リメンバー・パールハーバーのその後

   12⽉7⽇(⽇本時間では8⽇)は真珠湾攻撃の記念⽇である。真珠湾攻撃は太平洋戦争開戦の刻印として重⼤な歴史的事件だが、それに先⽴ち攻撃に参加したパイロットたちが⿅児島湾(錦江湾)で事前に演習を⾏っていたという事実は、地元でもそれほど知られたことではないだろう。『⿅児島環境学Ⅲ』にも書いたが、戦争とは当事国同⼠の戦いであるとともに、それぞれの⾃然条件に対する挑戦でもあり、別の側⾯からいえば、⼈間の科学技術の進展による環境破壊でもある。ハワイ学者のジョナサン・オソリオ⽒によれば、真珠湾は⽶国の軍事拠点となる以前は、ハワイの先住⺠にとって⼤切な豊かな漁場だったという。

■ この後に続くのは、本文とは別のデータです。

// SPDX-FileCopyrightText: 2026 Pixora Contributors
// SPDX-License-Identifier: MIT OR Apache-2.0

//! HTTP client for PayPal OAuth and Orders v2.

use std::time::Duration;

use pixora_core::PixoraError;
use pixora_core::types::PaymentOrder;
use serde::Deserialize;
use serde_json::json;
use tokio::sync::Mutex;
use tokio::time::Instant;
use tracing::debug;

/// Refresh the access token this long before PayPal says it expires.
const TOKEN_EXPIRY_MARGIN: Duration = Duration::from_secs(60);

#[derive(Debug, Deserialize)]
struct TokenResponse {
    access_token: String,
    expires_in: u64,
}

#[derive(Debug)]
struct CachedToken {
    value: String,
    refresh_at: Instant,
}

#[derive(Debug)]
pub struct PaypalClient {
    client: reqwest::Client,
    base_url: String,
    client_id: String,
    client_secret: String,
    timeout: Duration,
    token: Mutex<Option<CachedToken>>,
}

impl PaypalClient {
    pub fn new(
        client_id: &str,
        client_secret: &str,
        base_url: &str,
        timeout: Duration,
    ) -> Result<Self, PixoraError> {
        let client = reqwest::Client::builder()
            .timeout(timeout)
            .build()
            .map_err(|e| PixoraError::Provider {
                message: format!("failed to build HTTP client: {e}"),
                source: Some(Box::new(e)),
            })?;
        Ok(Self {
            client,
            base_url: base_url.trim_end_matches('/').to_string(),
            client_id: client_id.to_string(),
            client_secret: client_secret.to_string(),
            timeout,
            token: Mutex::new(None),
        })
    }

    /// A valid access token, fetched with client credentials when the cached
    /// one is missing or about to expire.
    async fn access_token(&self) -> Result<String, PixoraError> {
        let mut cached = self.token.lock().await;
        if let Some(token) = cached.as_ref()
            && Instant::now() < token.refresh_at
        {
            return Ok(token.value.clone());
        }

        let response = self
            .client
            .post(format!("{}/v1/oauth2/token", self.base_url))
            .basic_auth(&self.client_id, Some(&self.client_secret))
            .form(&[("grant_type", "client_credentials")])
            .send()
            .await
            .map_err(|e| self.send_error(e))?;
        let token: TokenResponse = self.decode(response).await?;
        debug!(expires_in = token.expires_in, "PayPal access token refreshed");

        let lifetime = Duration::from_secs(token.expires_in).saturating_sub(TOKEN_EXPIRY_MARGIN);
        *cached = Some(CachedToken {
            value: token.access_token.clone(),
            refresh_at: Instant::now() + lifetime,
        });
        Ok(token.access_token)
    }

    pub async fn create_order(&self, amount: &str, currency: &str) -> Result<PaymentOrder, PixoraError> {
        let body = json!({
            "intent": "CAPTURE",
            "purchase_units": [{
                "amount": { "currency_code": currency, "value": amount }
            }]
        });
        let token = self.access_token().await?;
        let response = self
            .client
            .post(format!("{}/v2/checkout/orders", self.base_url))
            .bearer_auth(token)
            .json(&body)
            .send()
            .await
            .map_err(|e| self.send_error(e))?;
        self.order(response).await
    }

    pub async fn capture_order(&self, order_id: &str) -> Result<PaymentOrder, PixoraError> {
        let token = self.access_token().await?;
        let response = self
            .client
            .post(format!("{}/v2/checkout/orders/{order_id}/capture", self.base_url))
            .bearer_auth(token)
            .json(&json!({}))
            .send()
            .await
            .map_err(|e| self.send_error(e))?;
        self.order(response).await
    }

    async fn order(&self, response: reqwest::Response) -> Result<PaymentOrder, PixoraError> {
        let raw: serde_json::Value = self.decode(response).await?;
        let field = |name: &str| raw.get(name).and_then(|v| v.as_str()).map(str::to_string);
        let (Some(id), Some(status)) = (field("id"), field("status")) else {
            return Err(PixoraError::provider("PayPal order response lacks id or status"));
        };
        Ok(PaymentOrder { id, status, raw })
    }

    async fn decode<T: serde::de::DeserializeOwned>(
        &self,
        response: reqwest::Response,
    ) -> Result<T, PixoraError> {
        let status = response.status();
        let text = response.text().await.map_err(|e| self.send_error(e))?;
        if !status.is_success() {
            return Err(PixoraError::provider(format!(
                "PayPal API returned {status}: {text}"
            )));
        }
        serde_json::from_str(&text).map_err(|e| PixoraError::Provider {
            message: format!("failed to parse PayPal response: {e}"),
            source: Some(Box::new(e)),
        })
    }

    fn send_error(&self, e: reqwest::Error) -> PixoraError {
        if e.is_timeout() {
            return PixoraError::Timeout {
                duration: self.timeout,
            };
        }
        PixoraError::Provider {
            message: format!("PayPal request failed: {e}"),
            source: Some(Box::new(e)),
        }
    }
}
// SPDX-FileCopyrightText: 2026 Pixora Contributors
// SPDX-License-Identifier: MIT OR Apache-2.0

//! Credit ledger over the `profiles.credits` column.
//!
//! Every movement is a single conditional `UPDATE ... RETURNING` plus an
//! audit row in `credit_transactions`, committed together. Two concurrent
//! debits from the same user can never take the balance below zero: the
//! floor is part of the `WHERE` clause and of a CHECK constraint.

use pixora_core::PixoraError;
use pixora_storage::{Database, map_tr_err};
use rusqlite::{OptionalExtension, params};
use serde::{Deserialize, Serialize};
use strum::{Display, EnumString};
use tracing::{debug, info};

/// Why a balance moved.
#[derive(
    Debug, Clone, Copy, PartialEq, Eq, Display, EnumString, Serialize, Deserialize,
)]
#[strum(serialize_all = "snake_case")]
#[serde(rename_all = "snake_case")]
pub enum CreditReason {
    Training,
    Generation,
    Purchase,
    Refund,
    Grant,
}

/// One row of the audit trail.
#[derive(Debug, Clone, PartialEq, Eq, Serialize, Deserialize)]
pub struct CreditTransaction {
    pub id: i64,
    pub user_id: String,
    /// Signed change: negative for debits.
    pub delta: i64,
    pub balance_after: i64,
    pub reason: String,
    pub reference: Option<String>,
    pub created_at: String,
}

enum Movement {
    Applied(i64),
    AlreadyApplied(i64),
    Insufficient(i64),
    UnknownOwner,
}

/// Atomic credit balance operations.
#[derive(Clone)]
pub struct CreditLedger {
    db: Database,
}

impl CreditLedger {
    pub fn new(db: Database) -> Self {
        Self { db }
    }

    /// Current balance of `user_id`.
    pub async fn balance(&self, user_id: &str) -> Result<i64, PixoraError> {
        let owner = user_id.to_string();
        let balance = self
            .db
            .connection()
            .call(move |conn| {
                conn.query_row(
                    "SELECT credits FROM profiles WHERE id = ?1",
                    params![owner],
                    |row| row.get::<_, i64>(0),
                )
                .optional()
            })
            .await
            .map_err(map_tr_err)?;
        balance.ok_or_else(|| PixoraError::NotFound(format!("profile {user_id}")))
    }

    /// Take `amount` credits from `user_id` and return the new balance.
    ///
    /// Fails with `InsufficientCredits` and leaves the balance untouched when
    /// the balance is lower than `amount`.
    pub async fn decrement(
        &self,
        user_id: &str,
        amount: i64,
        reason: CreditReason,
        reference: Option<&str>,
    ) -> Result<i64, PixoraError> {
        ensure_positive(amount)?;
        let owner = user_id.to_string();
        let reference = reference.map(str::to_string);
        let reason_str = reason.to_string();

        let movement = self
            .db
            .connection()
            .call(move |conn| {
                let tx = conn.transaction()?;
                let updated = tx
                    .query_row(
                        "UPDATE profiles SET credits = credits - ?2
                         WHERE id = ?1 AND credits >= ?2
                         RETURNING credits",
                        params![owner, amount],
                        |row| row.get::<_, i64>(0),
                    )
                    .optional()?;

                let Some(balance) = updated else {
                    let current = tx
                        .query_row(
                            "SELECT credits FROM profiles WHERE id = ?1",
                            params![owner],
                            |row| row.get::<_, i64>(0),
                        )
                        .optional()?;
                    return Ok(current.map_or(Movement::UnknownOwner, Movement::Insufficient));
                };

                tx.execute(
                    "INSERT INTO credit_transactions (user_id, delta, balance_after, reason, reference)
                     VALUES (?1, ?2, ?3, ?4, ?5)",
                    params![owner, -amount, balance, reason_str, reference],
                )?;
                tx.commit()?;
                Ok(Movement::Applied(balance))
            })
            .await
            .map_err(map_tr_err)?;

        match movement {
            Movement::Applied(balance) | Movement::AlreadyApplied(balance) => {
                info!(user_id, amount, %reason, balance, "credits debited");
                Ok(balance)
            }
            Movement::Insufficient(available) => {
                debug!(user_id, amount, available, "debit refused");
                Err(PixoraError::InsufficientCredits {
                    required: amount,
                    available,
                })
            }
            Movement::UnknownOwner => Err(PixoraError::NotFound(format!("profile {user_id}"))),
        }
    }

    /// Add `amount` credits to `user_id` and return the new balance.
    ///
    /// With a `reference` that was already recorded, nothing changes and the
    /// current balance is returned, so crediting a captured order twice is safe.
    pub async fn increment(
        &self,
        user_id: &str,
        amount: i64,
        reason: CreditReason,
        reference: Option<&str>,
    ) -> Result<i64, PixoraError> {
        ensure_positive(amount)?;
        let owner = user_id.to_string();
        let reference_key = reference.map(str::to_string);
        let reason_str = reason.to_string();

        let movement = self
            .db
            .connection()
            .call(move |conn| {
                let reference = reference_key;
                let tx = conn.transaction()?;

                if let Some(reference) = &reference {
                    let seen = tx
                        .query_row(
                            "SELECT 1 FROM credit_transactions WHERE reference = ?1",
                            params![reference],
                            |_| Ok(()),
                        )
                        .optional()?;
                    if seen.is_some() {
                        let current = tx
                            .query_row(
                                "SELECT credits FROM profiles WHERE id = ?1",
                                params![owner],
                                |row| row.get::<_, i64>(0),
                            )
                            .optional()?;
                        return Ok(current.map_or(Movement::UnknownOwner, Movement::AlreadyApplied));
                    }
                }

                let updated = tx
                    .query_row(
                        "UPDATE profiles SET credits = credits + ?2 WHERE id = ?1 RETURNING credits",
                        params![owner, amount],
                        |row| row.get::<_, i64>(0),
                    )
                    .optional()?;
                let Some(balance) = updated else {
                    return Ok(Movement::UnknownOwner);
                };

                tx.execute(
                    "INSERT INTO credit_transactions (user_id, delta, balance_after, reason, reference)
                     VALUES (?1, ?2, ?3, ?4, ?5)",
                    params![owner, amount, balance, reason_str, reference],
                )?;
                tx.commit()?;
                Ok(Movement::Applied(balance))
            })
            .await
            .map_err(map_tr_err)?;

        match movement {
            Movement::Applied(balance) => {
                info!(user_id, amount, %reason, balance, "credits added");
                Ok(balance)
            }
            Movement::AlreadyApplied(balance) => {
                debug!(user_id, ?reference, "credit reference already recorded");
                Ok(balance)
            }
            Movement::Insufficient(_) | Movement::UnknownOwner => {
                Err(PixoraError::NotFound(format!("profile {user_id}")))
            }
        }
    }

    /// An owner's ledger history, newest first.
    pub async fn transactions(&self, user_id: &str) -> Result<Vec<CreditTransaction>, PixoraError> {
        let owner = user_id.to_string();
        self.db
            .connection()
            .call(move |conn| {
                let mut stmt = conn.prepare(
                    "SELECT id, user_id, delta, balance_after, reason, reference, created_at
                     FROM credit_transactions WHERE user_id = ?1 ORDER BY id DESC",
                )?;
                let rows = stmt.query_map(params![owner], |row| {
                    Ok(CreditTransaction {
                        id: row.get(0)?,
                        user_id: row.get(1)?,
                        delta: row.get(2)?,
                        balance_after: row.get(3)?,
                        reason: row.get(4)?,
                        reference: row.get(5)?,
                        created_at: row.get(6)?,
                    })
                })?;
                rows.collect::<Result<Vec<_>, _>>()
            })
            .await
            .map_err(map_tr_err)
    }
}

fn ensure_positive(amount: i64) -> Result<(), PixoraError> {
    if amount <= 0 {
        return Err(PixoraError::Validation(format!(
            "credit amount must be positive, got {amount}"
        )));
    }
    Ok(())
}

  71年⽬に当たる今年の同⽇早朝、⽇本から訪問中の研究仲間とともに、真珠湾のアリゾナメモリアル(戦艦アリゾナの記念施設)を望む場所で⾏われた記念式典に参列した。⽣存者の数も年々少なくなっているなかで、式典では戦争世代、現在の現役世代、将来を担う⼦供たちという三世代がともに真珠湾攻撃を記憶し、記念するというかたちを強調するような演出が施されていた。

式典会場から望むアリゾナメモリアル


 ただし、記憶・記念といっても、戦時中のように対戦国⽇本への敵意を⾼揚させるための「真珠湾を忘れるな(リメンバー・パールハーバー)」というスローガンではなく、むしろ恩讐を超えた友情を構築してきたその後の歴史が強調されていた。そこには、もちろん国家間の同盟関係が念頭に置かれてもいるのだろうが、それ以上に、1991年50周年の式典以来その⽣涯にわたって育まれた故阿部善次⽒と故リチャード・フィスク⽒の間の友情に象徴されるように、⽣存者同⼠の和解にむけたこれまでの真摯な取り組みに対する敬意が、多くの⼈の⼝から聞かれた。

 そのひとりジェローム・A・カウフマン⽒は、今も1177名の犠牲者とともに真珠湾に眠る戦艦アリゾナから少しずつ漏れ出しているオイルが⽔⾯に描き出す表情を写真に納め、今年『再⽣―⿊い涙の地で』というタイトルの写真集を今年出版した(http://imagesofrenewal.com/)。カウフマンさんはその写真集の中でも、阿部さんとフィスクさんの友情について取り上げているが、⼆⼈がアリゾナメモリアルの追悼空間で握⼿している写真を載せたページを私に⾒せながら、批判も覚悟の上で和解のために再度真珠湾に訪れた阿部さんのことを「⾃分のヒーローだ」と語ってくれたのが印象的だった。会場には、阿部さんが2007年に亡くなった後も、その意志を引き継いで毎年訪問されている娘さん夫妻の姿もあった。その後訪れた、パールリッジ⼩学校では、国⽴公園局のレンジャーが⼆⼈の友情を物語にした絵本の読み聞かせを⾏なっていた。

ジェローム・カウフマン⽒(左側。右は筆者の研究仲間の粟津賢太⽒)

読み聞かせを⾏なうレンジャー(右側)と、 真珠湾攻撃⽣存者のスターリン・コール⽒(中央)

 今回の⼀連の⾏事では、時間を越えて記憶し、語り継ごうという努⼒のなかに、それをより良いものにしていきたいという思いの強さを感じた。もちろん、その裏にはきれいごとでは済まないさまざまな葛藤が存在しているのも事実だが、別の⼈が語ってくれたように、それを解決するのもまた時間である。けっしてたやすいことではないが、⿅児島でも、また別の場所でも実践していきたいことである。